If a line below contains the word "directory", count it. Please give the total and nothing else.

Stored dataset items:
= = = =
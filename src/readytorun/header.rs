//! ReadyToRun header and section directory parsing.
//!
//! The container starts with a small fixed header (signature `'RTR\0'`, format version, flags)
//! followed by a directory mapping section types to `(RVA, size)` ranges. Composite images
//! additionally carry one core header (flags + directory, no signature) per bundled component
//! assembly inside the `ComponentAssemblies` section.

use bitflags::bitflags;
use rustc_hash::FxHashMap;
use strum::FromRepr;

use crate::{file::parser::Parser, Error::OutOfBounds, Result};

/// The MAGIC value indicating a ReadyToRun header ('RTR\0')
pub const READYTORUN_SIGNATURE: u32 = 0x0052_5452;

bitflags! {
    #[derive(Debug, Clone, Copy, PartialEq, Eq)]
    /// Attribute flags from the ReadyToRun core header (`READYTORUN_FLAG_*`).
    pub struct ReadyToRunFlags: u32 {
        /// Set if the original IL image was platform neutral
        const PLATFORM_NEUTRAL_SOURCE = 0x0000_0001;
        /// The image obeys the version bubble; type loads need no validation
        const SKIP_TYPE_VALIDATION = 0x0000_0002;
        /// Not all methods of the image were compiled
        const PARTIAL = 0x0000_0004;
        /// PInvoke stubs compiled into the image are non-shareable
        const NONSHARED_PINVOKE_STUBS = 0x0000_0008;
        /// The image embeds the original MSIL
        const EMBEDDED_MSIL = 0x0000_0010;
        /// This is a component assembly of a composite image
        const COMPONENT = 0x0000_0020;
        /// The image was compiled in a multi-module version bubble
        const MULTIMODULE_VERSION_BUBBLE = 0x0000_0040;
        /// The image can carry code from assemblies outside the version bubble
        const UNRELATED_R2R_CODE = 0x0000_0080;
    }
}

/// Type tag of a ReadyToRun section (`ReadyToRunSectionType`).
#[derive(Debug, Clone, Copy, PartialEq, Eq, Hash, FromRepr)]
#[repr(u32)]
#[allow(missing_docs)]
pub enum SectionType {
    CompilerIdentifier = 100,
    ImportSections = 101,
    RuntimeFunctions = 102,
    MethodDefEntryPoints = 103,
    ExceptionInfo = 104,
    DebugInfo = 105,
    DelayLoadMethodCallThunks = 106,
    AvailableTypes = 108,
    InstanceMethodEntryPoints = 109,
    InliningInfo = 110,
    ProfileDataInfo = 111,
    ManifestMetadata = 112,
    AttributePresence = 113,
    InliningInfo2 = 114,
    ComponentAssemblies = 115,
    OwnerCompositeExecutable = 116,
    PgoInstrumentationData = 117,
    ManifestAssemblyMvids = 118,
}

/// One section directory entry: an `(RVA, size)` range inside the image.
#[derive(Debug, Clone, Copy, PartialEq, Eq)]
pub struct Section {
    /// Relative virtual address of the section contents
    pub rva: u32,
    /// Size of the section contents in bytes
    pub size: u32,
}

/// Flags and section directory shared by the top-level header and per-component headers.
#[derive(Debug)]
pub struct ReadyToRunCoreHeader {
    /// Attribute flags of this (component) image
    pub flags: ReadyToRunFlags,
    /// Section directory; keys are unique
    sections: FxHashMap<SectionType, Section>,
}

impl ReadyToRunCoreHeader {
    /// Reads a core header (flags, section count, section records) at the parser's position.
    ///
    /// Unknown section types are skipped: the format grows new sections regularly and old
    /// readers are expected to ignore them. A duplicate known type is malformed.
    ///
    /// # Errors
    /// Returns an error if the directory is truncated or contains duplicate section types.
    pub fn read(parser: &mut Parser) -> Result<ReadyToRunCoreHeader> {
        let flags = ReadyToRunFlags::from_bits_retain(parser.read_le::<u32>()?);
        let section_count = parser.read_le::<u32>()?;

        let mut sections = FxHashMap::default();
        for _ in 0..section_count {
            let section_type = parser.read_le::<u32>()?;
            let rva = parser.read_le::<u32>()?;
            let size = parser.read_le::<u32>()?;

            let Some(section_type) = SectionType::from_repr(section_type) else {
                continue;
            };

            if sections
                .insert(section_type, Section { rva, size })
                .is_some()
            {
                return Err(malformed_error!(
                    "Duplicate section type in header - {:?}",
                    section_type
                ));
            }
        }

        Ok(ReadyToRunCoreHeader { flags, sections })
    }

    /// Looks up a section by type.
    #[must_use]
    pub fn section(&self, section_type: SectionType) -> Option<Section> {
        self.sections.get(&section_type).copied()
    }

    /// Number of recognized sections in the directory.
    #[must_use]
    pub fn section_count(&self) -> usize {
        self.sections.len()
    }

    /// Iterates over the recognized section types of this header.
    pub fn section_types(&self) -> impl Iterator<Item = SectionType> + '_ {
        self.sections.keys().copied()
    }
}

/// The top-level ReadyToRun header of an image.
#[derive(Debug)]
pub struct ReadyToRunHeader {
    /// Magic signature: 'RTR\0'
    pub signature: u32,
    /// Major format version
    pub major_version: u16,
    /// Minor format version
    pub minor_version: u16,
    /// Flags and section directory
    pub core: ReadyToRunCoreHeader,
}

impl ReadyToRunHeader {
    /// Create a `ReadyToRunHeader` object from a sequence of bytes
    ///
    /// # Arguments
    /// * `data` - The byte slice from which this object shall be created, starting at the
    ///   header signature
    ///
    /// # Errors
    /// Returns an error if the data is too short, the signature does not match, or the section
    /// directory is malformed.
    pub fn read(data: &[u8]) -> Result<ReadyToRunHeader> {
        if data.len() < 16 {
            return Err(OutOfBounds);
        }

        let mut parser = Parser::new(data);

        let signature = parser.read_le::<u32>()?;
        if signature != READYTORUN_SIGNATURE {
            return Err(malformed_error!(
                "READYTORUN_SIGNATURE does not match - 0x{:08x}",
                signature
            ));
        }

        let major_version = parser.read_le::<u16>()?;
        let minor_version = parser.read_le::<u16>()?;
        if major_version < 2 {
            return Err(malformed_error!(
                "Unsupported ReadyToRun major version - {}",
                major_version
            ));
        }

        let core = ReadyToRunCoreHeader::read(&mut parser)?;

        Ok(ReadyToRunHeader {
            signature,
            major_version,
            minor_version,
            core,
        })
    }
}

#[cfg(test)]
mod tests {
    use super::*;

    pub(crate) fn crafted_header(sections: &[(u32, u32, u32)]) -> Vec<u8> {
        let mut data = Vec::new();
        data.extend_from_slice(&READYTORUN_SIGNATURE.to_le_bytes());
        data.extend_from_slice(&9u16.to_le_bytes());
        data.extend_from_slice(&2u16.to_le_bytes());
        data.extend_from_slice(&0u32.to_le_bytes()); // flags
        data.extend_from_slice(&(sections.len() as u32).to_le_bytes());
        for (section_type, rva, size) in sections {
            data.extend_from_slice(&section_type.to_le_bytes());
            data.extend_from_slice(&rva.to_le_bytes());
            data.extend_from_slice(&size.to_le_bytes());
        }
        data
    }

    #[test]
    fn crafted() {
        let data = crafted_header(&[
            (102, 0x4000, 0x54),
            (103, 0x5000, 0x30),
            (100, 0x6000, 0x10),
        ]);

        let header = ReadyToRunHeader::read(&data).unwrap();

        assert_eq!(header.signature, READYTORUN_SIGNATURE);
        assert_eq!(header.major_version, 9);
        assert_eq!(header.minor_version, 2);
        assert_eq!(header.core.section_count(), 3);
        assert_eq!(
            header.core.section(SectionType::RuntimeFunctions),
            Some(Section {
                rva: 0x4000,
                size: 0x54
            })
        );
        assert_eq!(
            header.core.section(SectionType::CompilerIdentifier),
            Some(Section {
                rva: 0x6000,
                size: 0x10
            })
        );
        assert_eq!(header.core.section(SectionType::DebugInfo), None);

        // Section types are unique
        let types: Vec<SectionType> = header.core.section_types().collect();
        let unique: std::collections::HashSet<SectionType> = types.iter().copied().collect();
        assert_eq!(unique.len(), types.len());
    }

    #[test]
    fn crafted_unknown_sections_skipped() {
        let data = crafted_header(&[(102, 0x4000, 0x54), (999, 0x7000, 0x10)]);
        let header = ReadyToRunHeader::read(&data).unwrap();

        assert_eq!(header.core.section_count(), 1);
    }

    #[test]
    fn crafted_invalid() {
        // Bad signature
        let mut data = crafted_header(&[(102, 0x4000, 0x54)]);
        data[0] = 0x00;
        assert!(ReadyToRunHeader::read(&data).is_err());

        // Duplicate section
        let data = crafted_header(&[(102, 0x4000, 0x54), (102, 0x5000, 0x54)]);
        assert!(ReadyToRunHeader::read(&data).is_err());

        // Truncated directory
        let mut data = crafted_header(&[(102, 0x4000, 0x54)]);
        data.truncate(data.len() - 4);
        assert!(ReadyToRunHeader::read(&data).is_err());

        // Unsupported major version
        let mut data = crafted_header(&[]);
        data[4] = 1;
        assert!(ReadyToRunHeader::read(&data).is_err());

        // Too short
        assert!(matches!(
            ReadyToRunHeader::read(&[0u8; 8]),
            Err(OutOfBounds)
        ));
    }
}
= = = =
Solution for this problem: 11